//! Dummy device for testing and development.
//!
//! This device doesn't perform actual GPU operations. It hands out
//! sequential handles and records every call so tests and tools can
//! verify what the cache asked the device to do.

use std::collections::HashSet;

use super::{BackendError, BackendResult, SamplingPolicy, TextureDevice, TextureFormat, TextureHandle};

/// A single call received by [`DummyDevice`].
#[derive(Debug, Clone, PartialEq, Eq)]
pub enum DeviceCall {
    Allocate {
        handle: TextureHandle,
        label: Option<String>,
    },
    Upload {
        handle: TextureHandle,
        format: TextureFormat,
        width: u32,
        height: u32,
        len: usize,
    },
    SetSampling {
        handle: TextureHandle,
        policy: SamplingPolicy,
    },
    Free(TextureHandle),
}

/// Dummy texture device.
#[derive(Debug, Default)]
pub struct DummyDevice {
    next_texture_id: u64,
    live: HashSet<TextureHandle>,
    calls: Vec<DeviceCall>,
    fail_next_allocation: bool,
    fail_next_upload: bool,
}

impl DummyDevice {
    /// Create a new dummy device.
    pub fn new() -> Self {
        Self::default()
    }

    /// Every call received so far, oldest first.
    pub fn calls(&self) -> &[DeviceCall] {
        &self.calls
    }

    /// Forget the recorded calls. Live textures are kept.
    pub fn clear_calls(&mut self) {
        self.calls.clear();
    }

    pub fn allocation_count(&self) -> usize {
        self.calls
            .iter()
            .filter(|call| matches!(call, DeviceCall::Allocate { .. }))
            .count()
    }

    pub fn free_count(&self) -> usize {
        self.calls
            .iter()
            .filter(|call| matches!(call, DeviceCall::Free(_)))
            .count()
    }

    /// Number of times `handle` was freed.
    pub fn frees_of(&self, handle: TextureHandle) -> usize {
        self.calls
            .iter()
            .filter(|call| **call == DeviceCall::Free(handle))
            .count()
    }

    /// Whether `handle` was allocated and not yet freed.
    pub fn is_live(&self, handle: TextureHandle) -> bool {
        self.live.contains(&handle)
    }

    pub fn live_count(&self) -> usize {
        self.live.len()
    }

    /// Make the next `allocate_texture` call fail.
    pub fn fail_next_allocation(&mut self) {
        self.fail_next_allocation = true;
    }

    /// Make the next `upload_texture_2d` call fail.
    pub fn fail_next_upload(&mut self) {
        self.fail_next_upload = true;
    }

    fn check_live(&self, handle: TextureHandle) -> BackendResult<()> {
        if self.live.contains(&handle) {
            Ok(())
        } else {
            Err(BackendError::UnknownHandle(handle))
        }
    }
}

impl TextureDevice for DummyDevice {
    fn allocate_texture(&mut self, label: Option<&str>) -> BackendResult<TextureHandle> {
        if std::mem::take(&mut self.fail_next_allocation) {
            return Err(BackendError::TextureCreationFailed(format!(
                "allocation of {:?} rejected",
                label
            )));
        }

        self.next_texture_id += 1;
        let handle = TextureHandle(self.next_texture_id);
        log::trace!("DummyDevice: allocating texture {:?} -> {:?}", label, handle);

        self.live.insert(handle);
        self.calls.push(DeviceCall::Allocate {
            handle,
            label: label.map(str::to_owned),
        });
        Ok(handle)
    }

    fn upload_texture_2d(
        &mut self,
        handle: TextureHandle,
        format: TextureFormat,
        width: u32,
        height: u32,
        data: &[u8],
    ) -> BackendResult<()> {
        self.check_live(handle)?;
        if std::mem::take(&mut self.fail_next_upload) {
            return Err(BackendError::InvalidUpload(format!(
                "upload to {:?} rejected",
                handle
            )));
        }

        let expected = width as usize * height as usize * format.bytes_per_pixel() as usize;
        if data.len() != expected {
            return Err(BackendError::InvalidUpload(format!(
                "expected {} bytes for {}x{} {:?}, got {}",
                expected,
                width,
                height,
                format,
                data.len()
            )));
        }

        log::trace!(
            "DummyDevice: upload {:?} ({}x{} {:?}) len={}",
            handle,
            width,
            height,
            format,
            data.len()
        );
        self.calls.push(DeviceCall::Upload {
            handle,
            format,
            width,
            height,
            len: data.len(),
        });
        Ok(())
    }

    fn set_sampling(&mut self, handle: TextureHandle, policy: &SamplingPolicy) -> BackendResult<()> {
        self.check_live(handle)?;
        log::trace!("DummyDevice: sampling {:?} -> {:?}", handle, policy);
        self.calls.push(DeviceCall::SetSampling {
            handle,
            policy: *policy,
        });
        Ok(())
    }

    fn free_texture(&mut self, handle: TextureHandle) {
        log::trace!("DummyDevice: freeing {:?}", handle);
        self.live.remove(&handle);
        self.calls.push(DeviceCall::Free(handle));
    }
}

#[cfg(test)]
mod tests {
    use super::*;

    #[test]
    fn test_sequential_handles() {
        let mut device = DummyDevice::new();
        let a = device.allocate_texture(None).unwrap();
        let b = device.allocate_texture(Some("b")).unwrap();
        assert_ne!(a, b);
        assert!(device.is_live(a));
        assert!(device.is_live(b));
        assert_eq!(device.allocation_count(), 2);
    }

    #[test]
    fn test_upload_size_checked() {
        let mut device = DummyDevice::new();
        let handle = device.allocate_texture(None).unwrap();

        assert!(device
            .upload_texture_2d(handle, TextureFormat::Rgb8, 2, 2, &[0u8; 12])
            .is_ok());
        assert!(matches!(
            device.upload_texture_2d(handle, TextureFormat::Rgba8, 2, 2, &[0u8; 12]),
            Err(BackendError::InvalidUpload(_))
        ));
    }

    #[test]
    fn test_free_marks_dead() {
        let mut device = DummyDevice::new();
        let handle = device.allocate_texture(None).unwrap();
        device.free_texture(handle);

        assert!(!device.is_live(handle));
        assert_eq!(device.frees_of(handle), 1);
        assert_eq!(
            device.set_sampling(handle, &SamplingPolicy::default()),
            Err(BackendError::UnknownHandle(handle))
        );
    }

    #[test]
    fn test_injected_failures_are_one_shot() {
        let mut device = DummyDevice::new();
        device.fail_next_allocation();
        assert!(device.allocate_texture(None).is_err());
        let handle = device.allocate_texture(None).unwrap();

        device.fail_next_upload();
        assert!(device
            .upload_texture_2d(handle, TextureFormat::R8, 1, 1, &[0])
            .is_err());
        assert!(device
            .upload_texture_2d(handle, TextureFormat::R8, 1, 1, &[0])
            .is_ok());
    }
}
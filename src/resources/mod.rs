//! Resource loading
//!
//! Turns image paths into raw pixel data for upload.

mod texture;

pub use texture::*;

------

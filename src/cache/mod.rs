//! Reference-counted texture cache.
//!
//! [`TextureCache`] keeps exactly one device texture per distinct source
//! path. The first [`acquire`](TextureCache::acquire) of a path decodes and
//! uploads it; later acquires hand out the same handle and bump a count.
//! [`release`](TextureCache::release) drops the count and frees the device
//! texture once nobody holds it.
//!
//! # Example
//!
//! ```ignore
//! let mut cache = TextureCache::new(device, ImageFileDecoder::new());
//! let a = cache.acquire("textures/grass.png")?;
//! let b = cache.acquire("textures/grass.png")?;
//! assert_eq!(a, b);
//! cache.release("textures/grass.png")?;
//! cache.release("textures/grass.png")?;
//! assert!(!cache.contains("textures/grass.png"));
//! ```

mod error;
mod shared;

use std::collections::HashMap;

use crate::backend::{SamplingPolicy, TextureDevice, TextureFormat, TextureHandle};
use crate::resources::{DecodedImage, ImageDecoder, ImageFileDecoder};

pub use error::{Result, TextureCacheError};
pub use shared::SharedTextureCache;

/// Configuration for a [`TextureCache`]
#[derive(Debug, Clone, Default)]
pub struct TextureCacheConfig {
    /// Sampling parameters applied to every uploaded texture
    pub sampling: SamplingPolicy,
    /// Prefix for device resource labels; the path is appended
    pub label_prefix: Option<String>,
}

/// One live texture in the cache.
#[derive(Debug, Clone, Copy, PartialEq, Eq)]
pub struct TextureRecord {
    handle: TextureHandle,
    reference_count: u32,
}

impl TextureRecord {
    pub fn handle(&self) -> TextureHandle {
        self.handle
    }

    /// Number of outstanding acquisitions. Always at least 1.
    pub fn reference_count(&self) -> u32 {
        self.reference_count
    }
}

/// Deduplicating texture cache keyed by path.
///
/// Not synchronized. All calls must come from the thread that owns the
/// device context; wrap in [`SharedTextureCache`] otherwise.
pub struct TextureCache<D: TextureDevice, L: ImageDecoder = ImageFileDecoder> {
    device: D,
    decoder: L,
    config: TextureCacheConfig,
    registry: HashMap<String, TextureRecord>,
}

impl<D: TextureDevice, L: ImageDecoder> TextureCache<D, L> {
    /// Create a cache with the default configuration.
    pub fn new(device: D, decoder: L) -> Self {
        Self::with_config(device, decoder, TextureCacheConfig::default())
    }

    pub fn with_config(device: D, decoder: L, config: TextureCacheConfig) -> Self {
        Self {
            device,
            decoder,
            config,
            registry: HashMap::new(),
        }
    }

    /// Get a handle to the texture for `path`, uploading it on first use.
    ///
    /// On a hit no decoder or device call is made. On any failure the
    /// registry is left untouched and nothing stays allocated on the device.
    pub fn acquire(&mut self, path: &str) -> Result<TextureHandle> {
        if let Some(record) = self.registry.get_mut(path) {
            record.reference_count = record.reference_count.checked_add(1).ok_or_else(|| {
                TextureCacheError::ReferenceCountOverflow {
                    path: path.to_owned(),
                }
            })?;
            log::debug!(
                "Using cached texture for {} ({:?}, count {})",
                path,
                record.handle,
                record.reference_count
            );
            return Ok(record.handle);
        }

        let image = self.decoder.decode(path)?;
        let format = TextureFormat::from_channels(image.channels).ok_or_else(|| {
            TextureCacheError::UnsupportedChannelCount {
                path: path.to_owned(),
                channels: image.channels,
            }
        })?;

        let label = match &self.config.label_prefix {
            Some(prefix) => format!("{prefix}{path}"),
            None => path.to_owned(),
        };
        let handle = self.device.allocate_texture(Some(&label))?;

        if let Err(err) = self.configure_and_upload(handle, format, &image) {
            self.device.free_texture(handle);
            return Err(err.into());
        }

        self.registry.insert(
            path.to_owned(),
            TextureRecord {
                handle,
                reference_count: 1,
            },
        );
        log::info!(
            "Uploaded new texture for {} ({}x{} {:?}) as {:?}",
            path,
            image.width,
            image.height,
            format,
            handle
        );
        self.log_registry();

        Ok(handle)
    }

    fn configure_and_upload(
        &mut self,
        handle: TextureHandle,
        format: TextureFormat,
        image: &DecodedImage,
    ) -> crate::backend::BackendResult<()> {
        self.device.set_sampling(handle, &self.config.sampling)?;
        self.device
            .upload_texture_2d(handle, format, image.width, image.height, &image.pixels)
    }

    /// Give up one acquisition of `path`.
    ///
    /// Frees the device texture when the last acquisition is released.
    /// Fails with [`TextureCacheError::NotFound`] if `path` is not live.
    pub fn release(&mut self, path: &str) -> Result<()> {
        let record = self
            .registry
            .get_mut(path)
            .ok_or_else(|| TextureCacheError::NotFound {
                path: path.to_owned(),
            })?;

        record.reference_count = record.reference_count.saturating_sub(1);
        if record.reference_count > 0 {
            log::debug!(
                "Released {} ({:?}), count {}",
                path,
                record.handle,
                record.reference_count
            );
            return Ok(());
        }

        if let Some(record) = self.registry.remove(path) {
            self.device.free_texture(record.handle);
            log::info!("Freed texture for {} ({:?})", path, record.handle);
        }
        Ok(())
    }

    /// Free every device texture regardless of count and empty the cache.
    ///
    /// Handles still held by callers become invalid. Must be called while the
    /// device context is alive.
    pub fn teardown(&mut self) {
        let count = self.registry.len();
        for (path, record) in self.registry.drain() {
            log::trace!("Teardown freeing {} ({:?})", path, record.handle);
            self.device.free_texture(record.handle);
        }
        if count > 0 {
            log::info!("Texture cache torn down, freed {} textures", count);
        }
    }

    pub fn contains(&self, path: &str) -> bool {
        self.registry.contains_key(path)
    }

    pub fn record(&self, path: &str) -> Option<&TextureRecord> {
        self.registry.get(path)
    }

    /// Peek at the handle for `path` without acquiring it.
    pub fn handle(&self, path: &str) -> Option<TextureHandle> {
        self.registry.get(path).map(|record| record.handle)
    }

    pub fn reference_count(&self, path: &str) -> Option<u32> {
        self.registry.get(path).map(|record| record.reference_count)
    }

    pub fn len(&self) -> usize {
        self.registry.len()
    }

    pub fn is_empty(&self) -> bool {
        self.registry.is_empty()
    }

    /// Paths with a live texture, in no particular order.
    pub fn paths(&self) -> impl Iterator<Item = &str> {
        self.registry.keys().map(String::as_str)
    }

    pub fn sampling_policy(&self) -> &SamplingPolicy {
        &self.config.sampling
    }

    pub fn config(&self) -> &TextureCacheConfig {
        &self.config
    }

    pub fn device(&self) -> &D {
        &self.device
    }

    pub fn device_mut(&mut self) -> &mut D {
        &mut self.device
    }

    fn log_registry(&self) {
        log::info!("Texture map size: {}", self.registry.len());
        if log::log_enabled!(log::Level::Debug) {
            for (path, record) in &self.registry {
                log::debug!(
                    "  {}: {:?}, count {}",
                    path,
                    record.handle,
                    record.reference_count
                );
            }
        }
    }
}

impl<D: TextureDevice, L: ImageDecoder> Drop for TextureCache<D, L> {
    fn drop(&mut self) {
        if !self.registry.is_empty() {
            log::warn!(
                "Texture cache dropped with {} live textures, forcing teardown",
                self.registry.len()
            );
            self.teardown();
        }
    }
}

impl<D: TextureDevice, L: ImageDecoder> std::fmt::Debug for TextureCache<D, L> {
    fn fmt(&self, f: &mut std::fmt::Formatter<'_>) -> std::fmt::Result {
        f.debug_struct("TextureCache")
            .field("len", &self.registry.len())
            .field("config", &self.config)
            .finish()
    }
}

------

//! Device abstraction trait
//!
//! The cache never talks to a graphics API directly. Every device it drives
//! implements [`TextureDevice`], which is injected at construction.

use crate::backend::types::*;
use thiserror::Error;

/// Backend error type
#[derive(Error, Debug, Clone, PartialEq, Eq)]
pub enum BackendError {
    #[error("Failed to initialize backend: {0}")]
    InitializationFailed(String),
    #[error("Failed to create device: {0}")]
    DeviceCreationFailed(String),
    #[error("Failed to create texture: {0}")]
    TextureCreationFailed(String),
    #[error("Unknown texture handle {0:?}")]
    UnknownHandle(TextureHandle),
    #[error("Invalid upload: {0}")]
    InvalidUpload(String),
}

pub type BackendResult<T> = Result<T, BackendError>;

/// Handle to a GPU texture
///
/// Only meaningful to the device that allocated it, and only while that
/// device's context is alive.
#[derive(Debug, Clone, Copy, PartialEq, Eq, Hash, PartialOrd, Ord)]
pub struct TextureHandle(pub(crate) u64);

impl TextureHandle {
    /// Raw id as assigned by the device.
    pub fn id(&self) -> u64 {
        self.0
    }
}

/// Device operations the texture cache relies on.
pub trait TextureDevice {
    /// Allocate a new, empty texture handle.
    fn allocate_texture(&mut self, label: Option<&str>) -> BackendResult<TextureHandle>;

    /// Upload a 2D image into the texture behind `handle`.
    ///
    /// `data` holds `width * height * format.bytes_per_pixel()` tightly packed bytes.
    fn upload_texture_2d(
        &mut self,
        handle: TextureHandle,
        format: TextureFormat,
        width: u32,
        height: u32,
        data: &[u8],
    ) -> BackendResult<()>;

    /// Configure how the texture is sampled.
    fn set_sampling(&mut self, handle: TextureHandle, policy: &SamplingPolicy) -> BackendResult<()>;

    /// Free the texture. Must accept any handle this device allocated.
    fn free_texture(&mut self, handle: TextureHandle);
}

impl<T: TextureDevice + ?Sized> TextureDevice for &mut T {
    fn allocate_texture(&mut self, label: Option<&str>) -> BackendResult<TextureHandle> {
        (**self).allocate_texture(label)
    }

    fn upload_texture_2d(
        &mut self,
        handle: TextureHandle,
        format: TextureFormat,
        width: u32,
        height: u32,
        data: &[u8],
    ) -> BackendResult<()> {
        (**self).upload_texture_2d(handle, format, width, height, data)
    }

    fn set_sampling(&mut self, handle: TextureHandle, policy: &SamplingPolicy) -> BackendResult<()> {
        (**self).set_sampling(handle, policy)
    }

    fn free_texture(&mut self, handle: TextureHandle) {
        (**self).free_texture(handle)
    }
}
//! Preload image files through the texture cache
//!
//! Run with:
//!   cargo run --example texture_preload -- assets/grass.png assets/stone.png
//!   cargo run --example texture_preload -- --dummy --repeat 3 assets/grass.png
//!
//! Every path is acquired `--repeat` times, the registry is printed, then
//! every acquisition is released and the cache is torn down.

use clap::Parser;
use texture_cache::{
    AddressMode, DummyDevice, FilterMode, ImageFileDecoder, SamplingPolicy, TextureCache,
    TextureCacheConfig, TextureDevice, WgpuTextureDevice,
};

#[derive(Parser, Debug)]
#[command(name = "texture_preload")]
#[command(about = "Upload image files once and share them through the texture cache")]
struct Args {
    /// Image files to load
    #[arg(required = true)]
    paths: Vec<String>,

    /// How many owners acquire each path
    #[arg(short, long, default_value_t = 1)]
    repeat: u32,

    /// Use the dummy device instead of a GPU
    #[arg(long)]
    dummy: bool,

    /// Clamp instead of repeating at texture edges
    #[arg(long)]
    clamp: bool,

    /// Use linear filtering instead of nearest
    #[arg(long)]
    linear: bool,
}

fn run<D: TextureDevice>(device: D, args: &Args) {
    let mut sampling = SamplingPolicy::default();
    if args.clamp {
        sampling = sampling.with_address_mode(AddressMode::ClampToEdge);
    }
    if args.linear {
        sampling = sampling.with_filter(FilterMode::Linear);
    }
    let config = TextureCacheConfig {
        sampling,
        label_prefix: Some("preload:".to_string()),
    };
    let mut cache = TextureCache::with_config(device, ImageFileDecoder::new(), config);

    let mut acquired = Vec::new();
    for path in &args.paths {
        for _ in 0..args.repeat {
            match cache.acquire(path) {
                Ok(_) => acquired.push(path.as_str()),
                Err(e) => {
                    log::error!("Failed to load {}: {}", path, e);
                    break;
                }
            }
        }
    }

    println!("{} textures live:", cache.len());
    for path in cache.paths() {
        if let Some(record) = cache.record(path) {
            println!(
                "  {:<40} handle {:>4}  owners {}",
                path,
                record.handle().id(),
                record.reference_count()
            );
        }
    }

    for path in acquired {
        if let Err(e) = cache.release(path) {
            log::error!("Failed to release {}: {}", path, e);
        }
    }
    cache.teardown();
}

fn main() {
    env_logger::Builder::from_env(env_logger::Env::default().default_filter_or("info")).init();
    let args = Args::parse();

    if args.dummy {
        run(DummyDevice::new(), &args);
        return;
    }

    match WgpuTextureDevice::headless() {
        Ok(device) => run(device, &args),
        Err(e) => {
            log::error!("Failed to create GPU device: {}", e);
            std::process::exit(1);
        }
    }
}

------

▶ **DIRECTIONS FOR THIS TASK**
All lines containing "textures" in the material above should appear in your reply, copied exactly.

▶ **ANSWER**
    /// Forget the recorded calls. Live textures are kept.
//! let a = cache.acquire("textures/grass.png")?;
//! let b = cache.acquire("textures/grass.png")?;
//! cache.release("textures/grass.png")?;
//! cache.release("textures/grass.png")?;
//! assert!(!cache.contains("textures/grass.png"));
            log::info!("Texture cache torn down, freed {} textures", count);
                "Texture cache dropped with {} live textures, forcing teardown",
    println!("{} textures live:", cache.len());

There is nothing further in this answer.